The Corporation intends to evaluate its estimated Asbestos Liability and related insurance receivables as well as the underlying assumptions on a periodic basis to determine whether any adjustments to the estimates are required. Due to the uncertainties surrounding asbestos litigation and insurance, these periodic reviews may result in the Corporation incurring future charges; however, the Corporation is currently unable to estimate such future charges. Adjustments, if any, to the Corporation’s estimate of its recorded Asbestos Liability and/or insurance receivables could be material to operating results for the periods in which the adjustments to the liability or receivable is recorded, and to the Corporation’s liquidity and consolidated financial position.

Environmental exposures are difficult to assess and estimate for numerous reasons including lack of reliable data, the multiplicity of possible solutions, the years of remedial and monitoring activity required, and identification of new sites. The Corporation believes the potential liability for all environmental proceedings based on information known to date has been adequately reserved (see Note 18 to Consolidated Financial Statements).

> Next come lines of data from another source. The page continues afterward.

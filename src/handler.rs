//! Handler traits and type erasure.
//!
//! # How async handlers are stored
//!
//! The router keeps handlers of *different* types in one `Vec`. Rust
//! collections hold one concrete type, so each handler is wrapped in a
//! newtype that implements an object-safe `Erased*` trait and stored behind
//! an `Arc<dyn …>`.
//!
//! ```text
//! async fn hello(req: Request) -> Response { … }   ← user writes this
//!        ↓ router.get("/", hello)
//! hello.into_boxed_handler()                       ← Handler blanket impl
//!        ↓
//! Arc::new(FnHandler(hello))                       ← stored as BoxedHandler
//!        ↓
//! handler.call(req)  at request time               ← one vtable dispatch
//! ```
//!
//! Three kinds of function are erased this way: route handlers, error
//! handlers and not-found handlers. Middleware lives in
//! [`crate::middleware`] and follows the same scheme.

use std::future::Future;
use std::pin::Pin;
use std::sync::Arc;

use crate::error::Error;
use crate::request::{Request, RequestHead};
use crate::response::{IntoResponse, Response};

// ── Internal types ────────────────────────────────────────────────────────────

/// A heap-allocated, type-erased future that resolves to a [`Response`].
pub(crate) type BoxFuture = Pin<Box<dyn Future<Output = Response> + Send + 'static>>;

#[doc(hidden)]
pub trait ErasedHandler {
    fn call(&self, req: Request) -> BoxFuture;
}

#[doc(hidden)]
pub type BoxedHandler = Arc<dyn ErasedHandler + Send + Sync + 'static>;

#[doc(hidden)]
pub trait ErasedErrorHandler {
    fn call(&self, err: Arc<Error>, head: RequestHead) -> BoxFuture;
}

#[doc(hidden)]
pub type BoxedErrorHandler = Arc<dyn ErasedErrorHandler + Send + Sync + 'static>;

#[doc(hidden)]
pub trait ErasedNotFoundHandler {
    fn call(&self, head: RequestHead) -> BoxFuture;
}

#[doc(hidden)]
pub type BoxedNotFoundHandler = Arc<dyn ErasedNotFoundHandler + Send + Sync + 'static>;

mod private {
    pub trait Sealed<Args> {}
}

// ── Route handlers ────────────────────────────────────────────────────────────

/// Implemented for every valid route handler:
///
/// ```text
/// async fn name(req: Request) -> impl IntoResponse
/// ```
///
/// Returning `Err` (any `Result<_, E>` with `E: Into<BoxError>`) or
/// panicking sends the request down the error path.
pub trait Handler: private::Sealed<Request> + Send + Sync + 'static {
    #[doc(hidden)]
    fn into_boxed_handler(self) -> BoxedHandler;
}

impl<F, Fut, R> private::Sealed<Request> for F
where
    F: Fn(Request) -> Fut + Send + Sync + 'static,
    Fut: Future<Output = R> + Send + 'static,
    R: IntoResponse + Send + 'static,
{
}

impl<F, Fut, R> Handler for F
where
    F: Fn(Request) -> Fut + Send + Sync + 'static,
    Fut: Future<Output = R> + Send + 'static,
    R: IntoResponse + Send + 'static,
{
    fn into_boxed_handler(self) -> BoxedHandler {
        Arc::new(FnHandler(self))
    }
}

struct FnHandler<F>(F);

impl<F, Fut, R> ErasedHandler for FnHandler<F>
where
    F: Fn(Request) -> Fut + Send + Sync,
    Fut: Future<Output = R> + Send + 'static,
    R: IntoResponse + Send + 'static,
{
    fn call(&self, req: Request) -> BoxFuture {
        let fut = (self.0)(req);
        Box::pin(async move { fut.await.into_response() })
    }
}

// ── Error handlers ────────────────────────────────────────────────────────────

/// Implemented for every valid error handler:
///
/// ```text
/// async fn name(err: Arc<Error>, head: RequestHead) -> impl IntoResponse
/// ```
///
/// An error handler that returns `Err` or panics counts as failed and the
/// next registered one is tried.
pub trait ErrorHandler: private::Sealed<(Arc<Error>, RequestHead)> + Send + Sync + 'static {
    #[doc(hidden)]
    fn into_boxed_error_handler(self) -> BoxedErrorHandler;
}

impl<F, Fut, R> private::Sealed<(Arc<Error>, RequestHead)> for F
where
    F: Fn(Arc<Error>, RequestHead) -> Fut + Send + Sync + 'static,
    Fut: Future<Output = R> + Send + 'static,
    R: IntoResponse + Send + 'static,
{
}

impl<F, Fut, R> ErrorHandler for F
where
    F: Fn(Arc<Error>, RequestHead) -> Fut + Send + Sync + 'static,
    Fut: Future<Output = R> + Send + 'static,
    R: IntoResponse + Send + 'static,
{
    fn into_boxed_error_handler(self) -> BoxedErrorHandler {
        Arc::new(FnErrorHandler(self))
    }
}

struct FnErrorHandler<F>(F);

impl<F, Fut, R> ErasedErrorHandler for FnErrorHandler<F>
where
    F: Fn(Arc<Error>, RequestHead) -> Fut + Send + Sync,
    Fut: Future<Output = R> + Send + 'static,
    R: IntoResponse + Send + 'static,
{
    fn call(&self, err: Arc<Error>, head: RequestHead) -> BoxFuture {
        let fut = (self.0)(err, head);
        Box::pin(async move { fut.await.into_response() })
    }
}

// ── Not-found handlers ────────────────────────────────────────────────────────

/// Implemented for every valid not-found handler:
///
/// ```text
/// async fn name(head: RequestHead) -> impl IntoResponse
/// ```
pub trait NotFoundHandler: private::Sealed<RequestHead> + Send + Sync + 'static {
    #[doc(hidden)]
    fn into_boxed_not_found_handler(self) -> BoxedNotFoundHandler;
}

impl<F, Fut, R> private::Sealed<RequestHead> for F
where
    F: Fn(RequestHead) -> Fut + Send + Sync + 'static,
    Fut: Future<Output = R> + Send + 'static,
    R: IntoResponse + Send + 'static,
{
}

impl<F, Fut, R> NotFoundHandler for F
where
    F: Fn(RequestHead) -> Fut + Send + Sync + 'static,
    Fut: Future<Output = R> + Send + 'static,
    R: IntoResponse + Send + 'static,
{
    fn into_boxed_not_found_handler(self) -> BoxedNotFoundHandler {
        Arc::new(FnNotFoundHandler(self))
    }
}

struct FnNotFoundHandler<F>(F);

impl<F, Fut, R> ErasedNotFoundHandler for FnNotFoundHandler<F>
where
    F: Fn(RequestHead) -> Fut + Send + Sync,
    Fut: Future<Output = R> + Send + 'static,
    R: IntoResponse + Send + 'static,
{
    fn call(&self, head: RequestHead) -> BoxFuture {
        let fut = (self.0)(head);
        Box::pin(async move { fut.await.into_response() })
    }
}
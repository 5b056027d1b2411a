use std::sync::Arc;

use http::StatusCode;

use crate::method::Method;
use crate::middleware::{Middleware, Next};
use crate::request::Request;
use crate::response::Response;

/// CORS settings. The defaults allow any origin.
#[derive(Clone, Debug)]
pub struct CorsOptions {
    pub origin: String,
    pub methods: String,
    pub allowed_headers: String,
    pub exposed_headers: Option<String>,
    pub credentials: bool,
    /// `Access-Control-Max-Age` in seconds; `None` omits the header.
    pub max_age: Option<u64>,
}

impl Default for CorsOptions {
    fn default() -> Self {
        Self {
            origin: "*".to_owned(),
            methods: "GET,HEAD,PUT,PATCH,POST,DELETE".to_owned(),
            allowed_headers: "*".to_owned(),
            exposed_headers: None,
            credentials: false,
            max_age: Some(86_400),
        }
    }
}

impl CorsOptions {
    fn apply(&self, res: &mut Response) {
        res.set_header("access-control-allow-origin", &self.origin)
            .set_header("access-control-allow-methods", &self.methods)
            .set_header("access-control-allow-headers", &self.allowed_headers);
        if let Some(exposed) = &self.exposed_headers {
            res.set_header("access-control-expose-headers", exposed);
        }
        if self.credentials {
            res.set_header("access-control-allow-credentials", "true");
        }
        if let Some(max_age) = self.max_age {
            res.set_header("access-control-max-age", &max_age.to_string());
        }
    }
}

/// Adds CORS headers to every response and answers `OPTIONS` preflights with
/// `204 No Content` without running the rest of the pipeline.
pub fn cors(options: CorsOptions) -> impl Middleware {
    let options = Arc::new(options);
    move |req: Request, next: Next| {
        let options = Arc::clone(&options);
        async move {
            let mut res = if req.method() == Method::Options {
                Response::status(StatusCode::NO_CONTENT)
            } else {
                next.run(req).await
            };
            options.apply(&mut res);
            res
        }
    }
}
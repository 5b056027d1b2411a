use std::collections::VecDeque;
use std::sync::{Arc, Mutex};
use std::time::{Duration, Instant};

use dashmap::DashMap;
use http::StatusCode;
use tracing::{debug, warn};

use crate::middleware::{Middleware, Next};
use crate::request::Request;
use crate::response::Response;

/// Sliding-window limit: at most `max` requests per client within `window`.
#[derive(Clone, Copy, Debug)]
pub struct RateLimit {
    pub window: Duration,
    pub max: usize,
}

impl Default for RateLimit {
    fn default() -> Self {
        Self { window: Duration::from_secs(60), max: 100 }
    }
}

/// Per-client request log shared by every connection task.
///
/// Clients whose hits have all left the window are dropped from the map by a
/// sweep that runs at most once per window.
pub struct RateLimiter {
    limit: RateLimit,
    hits: DashMap<String, VecDeque<Instant>>,
    last_sweep: Mutex<Instant>,
}

impl RateLimiter {
    pub fn new(limit: RateLimit) -> Self {
        Self { limit, hits: DashMap::new(), last_sweep: Mutex::new(Instant::now()) }
    }

    /// Records a hit for `client` at `now`. Returns `false` when the client
    /// is over the limit; rejected hits are not recorded.
    pub fn check(&self, client: &str, now: Instant) -> bool {
        self.sweep(now);

        let mut log = self.hits.entry(client.to_owned()).or_default();
        while log.front().is_some_and(|&hit| self.expired(hit, now)) {
            log.pop_front();
        }
        if log.len() >= self.limit.max {
            return false;
        }
        log.push_back(now);
        true
    }

    /// Number of clients currently tracked.
    pub fn tracked(&self) -> usize {
        self.hits.len()
    }

    fn expired(&self, hit: Instant, now: Instant) -> bool {
        now.saturating_duration_since(hit) > self.limit.window
    }

    fn sweep(&self, now: Instant) {
        // Another task is already sweeping.
        let Ok(mut last) = self.last_sweep.try_lock() else {
            return;
        };
        if now.saturating_duration_since(*last) < self.limit.window {
            return;
        }
        *last = now;
        let before = self.hits.len();
        self.hits
            .retain(|_, log| log.back().is_some_and(|&hit| !self.expired(hit, now)));
        debug!(evicted = before.saturating_sub(self.hits.len()), "rate limiter swept");
    }
}

/// The client key: first `x-forwarded-for` entry, else the peer IP.
fn client_key(req: &Request) -> String {
    req.header("x-forwarded-for")
        .and_then(|v| v.split(',').next())
        .map(|v| v.trim().to_owned())
        .or_else(|| req.remote_addr().map(|a| a.ip().to_string()))
        .unwrap_or_else(|| "unknown".to_owned())
}

/// Rejects clients over the limit with `429` and
/// `{"error":"Too many requests"}`.
pub fn rate_limit(limit: RateLimit) -> impl Middleware {
    let limiter = Arc::new(RateLimiter::new(limit));
    move |req: Request, next: Next| {
        let limiter = Arc::clone(&limiter);
        async move {
            let client = client_key(&req);
            if !limiter.check(&client, Instant::now()) {
                warn!(client = %client, "rate limit exceeded");
                return Response::builder()
                    .status(StatusCode::TOO_MANY_REQUESTS)
                    .json(&serde_json::json!({ "error": "Too many requests" }));
            }
            next.run(req).await
        }
    }
}
//! Incoming HTTP request type.
//!
//! The body is not touched until someone asks for it. The first call to
//! [`Request::bytes`] drains the transport body and caches it, the first call
//! to [`Request::body`] parses the cached bytes according to `content-type`.
//! Both are idempotent. The router calls [`Request::body`] itself for write
//! methods before the handler runs.

use std::collections::HashMap;
use std::net::SocketAddr;

use bytes::Bytes;
use http::{Extensions, HeaderMap};
use http_body_util::BodyExt;
use http_body_util::combinators::UnsyncBoxBody;
use serde::de::DeserializeOwned;
use tracing::warn;

use crate::error::{BoxError, Error};
use crate::method::Method;

pub(crate) type TransportBody = UnsyncBoxBody<Bytes, BoxError>;

enum RawBody {
    Pending(TransportBody),
    Read(Bytes),
}

/// A request body parsed according to its `content-type`.
///
/// Parsing is lenient: a body that claims to be JSON but does not parse is
/// kept as [`Body::Text`] instead of failing the request.
#[derive(Clone, Debug, PartialEq)]
pub enum Body {
    Empty,
    Json(serde_json::Value),
    Form(HashMap<String, String>),
    Text(String),
}

impl Body {
    fn parse(content_type: Option<&str>, bytes: &[u8]) -> Self {
        if bytes.is_empty() {
            return Self::Empty;
        }
        let mime = content_type
            .and_then(|ct| ct.split(';').next())
            .map(|ct| ct.trim().to_ascii_lowercase());

        match mime.as_deref() {
            Some("application/json") => serde_json::from_slice(bytes)
                .map(Self::Json)
                .unwrap_or_else(|_| Self::Text(String::from_utf8_lossy(bytes).into_owned())),
            Some("application/x-www-form-urlencoded") => {
                Self::Form(url::form_urlencoded::parse(bytes).into_owned().collect())
            }
            _ => Self::Text(String::from_utf8_lossy(bytes).into_owned()),
        }
    }

    pub fn is_empty(&self) -> bool {
        matches!(self, Self::Empty)
    }

    pub fn as_json(&self) -> Option<&serde_json::Value> {
        match self {
            Self::Json(v) => Some(v),
            _ => None,
        }
    }

    pub fn as_text(&self) -> Option<&str> {
        match self {
            Self::Text(s) => Some(s),
            _ => None,
        }
    }

    /// JSON view of structured bodies. Form fields become string values.
    pub fn to_json(&self) -> Option<serde_json::Value> {
        match self {
            Self::Json(v) => Some(v.clone()),
            Self::Form(fields) => Some(serde_json::Value::Object(
                fields
                    .iter()
                    .map(|(k, v)| (k.clone(), serde_json::Value::String(v.clone())))
                    .collect(),
            )),
            Self::Empty | Self::Text(_) => None,
        }
    }
}

/// The cheap-to-clone part of a request: everything except the body.
///
/// Error and not-found handlers receive this, because the [`Request`] itself
/// has usually been consumed by the time they run.
#[derive(Clone, Debug)]
pub struct RequestHead {
    pub method: Method,
    pub path: String,
    pub query: Option<String>,
    pub headers: HeaderMap,
    pub remote_addr: Option<SocketAddr>,
}

impl RequestHead {
    /// Case-insensitive header lookup.
    pub fn header(&self, name: &str) -> Option<&str> {
        self.headers.get(name).and_then(|v| v.to_str().ok())
    }
}

/// An incoming HTTP request.
pub struct Request {
    method: Method,
    path: String,
    query_string: Option<String>,
    query: HashMap<String, String>,
    headers: HeaderMap,
    remote_addr: Option<SocketAddr>,
    raw: RawBody,
    parsed: Option<Body>,
    params: HashMap<String, String>,
    extensions: Extensions,
}

impl Request {
    /// Wraps an `http::Request`. Methods outside [`Method`]'s named set
    /// become [`Method::Extension`].
    ///
    /// Any body type works, which keeps the router testable without a socket:
    ///
    /// ```rust
    /// let req = enplex::Request::from_http(
    ///     http::Request::get("/users/42?full=1").body(String::new()).unwrap(),
    /// );
    /// assert_eq!(req.path(), "/users/42");
    /// assert_eq!(req.query("full"), Some("1"));
    /// ```
    pub fn from_http<B>(req: http::Request<B>) -> Self
    where
        B: hyper::body::Body<Data = Bytes> + Send + 'static,
        B::Error: Into<BoxError>,
    {
        let (parts, body) = req.into_parts();
        let method = Method::try_from(&parts.method).unwrap_or(Method::Extension);
        let path = parts.uri.path().to_owned();
        let query_string = parts.uri.query().map(str::to_owned);
        let query = query_string
            .as_deref()
            .map(|q| url::form_urlencoded::parse(q.as_bytes()).into_owned().collect())
            .unwrap_or_default();

        Self {
            method,
            path,
            query_string,
            query,
            headers: parts.headers,
            remote_addr: None,
            raw: RawBody::Pending(body.map_err(Into::into).boxed_unsync()),
            parsed: None,
            params: HashMap::new(),
            extensions: parts.extensions,
        }
    }

    pub(crate) fn with_remote_addr(mut self, addr: SocketAddr) -> Self {
        self.remote_addr = Some(addr);
        self
    }

    pub fn method(&self) -> Method { self.method }
    pub fn path(&self) -> &str { &self.path }
    pub fn headers(&self) -> &HeaderMap { &self.headers }
    pub fn remote_addr(&self) -> Option<SocketAddr> { self.remote_addr }

    /// Raw query string, without the leading `?`.
    pub fn query_string(&self) -> Option<&str> {
        self.query_string.as_deref()
    }

    /// A decoded query parameter. Repeated keys keep the last value.
    pub fn query(&self, key: &str) -> Option<&str> {
        self.query.get(key).map(String::as_str)
    }

    pub fn query_map(&self) -> &HashMap<String, String> {
        &self.query
    }

    /// Case-insensitive header lookup. Non-UTF-8 values read as absent.
    pub fn header(&self, name: &str) -> Option<&str> {
        self.headers.get(name).and_then(|v| v.to_str().ok())
    }

    /// Returns a named path parameter.
    ///
    /// For a route `/users/:id`, `req.param("id")` on `/users/42` returns `Some("42")`.
    pub fn param(&self, key: &str) -> Option<&str> {
        self.params.get(key).map(String::as_str)
    }

    pub fn params(&self) -> &HashMap<String, String> {
        &self.params
    }

    pub fn params_mut(&mut self) -> &mut HashMap<String, String> {
        &mut self.params
    }

    /// Typed per-request storage for middleware-provided values.
    pub fn extensions(&self) -> &Extensions {
        &self.extensions
    }

    pub fn extensions_mut(&mut self) -> &mut Extensions {
        &mut self.extensions
    }

    /// Reads the whole transport body once and caches it.
    ///
    /// A failed read leaves the cached body empty.
    pub async fn bytes(&mut self) -> Result<Bytes, Error> {
        let bytes = match std::mem::replace(&mut self.raw, RawBody::Read(Bytes::new())) {
            RawBody::Read(b) => b,
            RawBody::Pending(body) => body.collect().await.map_err(Error::Body)?.to_bytes(),
        };
        self.raw = RawBody::Read(bytes.clone());
        Ok(bytes)
    }

    /// The parsed body. Never fails: unreadable bodies become [`Body::Empty`].
    pub async fn body(&mut self) -> &Body {
        if self.parsed.is_none() {
            let parsed = match self.bytes().await {
                Ok(bytes) => Body::parse(self.header("content-type"), &bytes),
                Err(e) => {
                    warn!(path = %self.path, "request body unreadable: {e}");
                    Body::Empty
                }
            };
            self.parsed = Some(parsed);
        }
        self.parsed.get_or_insert(Body::Empty)
    }

    /// The parsed body if something already parsed it.
    pub fn parsed_body(&self) -> Option<&Body> {
        self.parsed.as_ref()
    }

    /// Deserializes the raw body as JSON, regardless of `content-type`.
    pub async fn json<T: DeserializeOwned>(&mut self) -> Result<T, Error> {
        let bytes = self.bytes().await?;
        Ok(serde_json::from_slice(&bytes)?)
    }

    pub fn head(&self) -> RequestHead {
        RequestHead {
            method: self.method,
            path: self.path.clone(),
            query: self.query_string.clone(),
            headers: self.headers.clone(),
            remote_addr: self.remote_addr,
        }
    }

    pub(crate) fn set_params(&mut self, params: HashMap<String, String>) {
        self.params = params;
    }
}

Accounting for income taxes includes management’s evaluation of the underlying accounts, permanent and temporary differences, its tax filing positions and interpretations of existing tax law. A valuation allowance is recorded against deferred income tax assets to reduce them to the amount that is more likely than not to be realized. In doing so, assumptions are made about the future profitability of the Corporation’s operations. Actual results may differ from these assumptions. If the Corporation determined it would not be able to realize all or part of deferred income tax assets in the future, an adjustment to the valuation allowance would be established resulting in a charge to net income. Likewise, if the Corporation determined it would be able to realize deferred income tax assets in excess of the net amount recorded, it would release a portion of the existing valuation allowance resulting in an increase in net income. As of December 31, 2006, the Corporation has deferred income tax assets approximating $41,264 net of a valuation allowance of $5,033 (see Note 13 to Consolidated Financial Statements).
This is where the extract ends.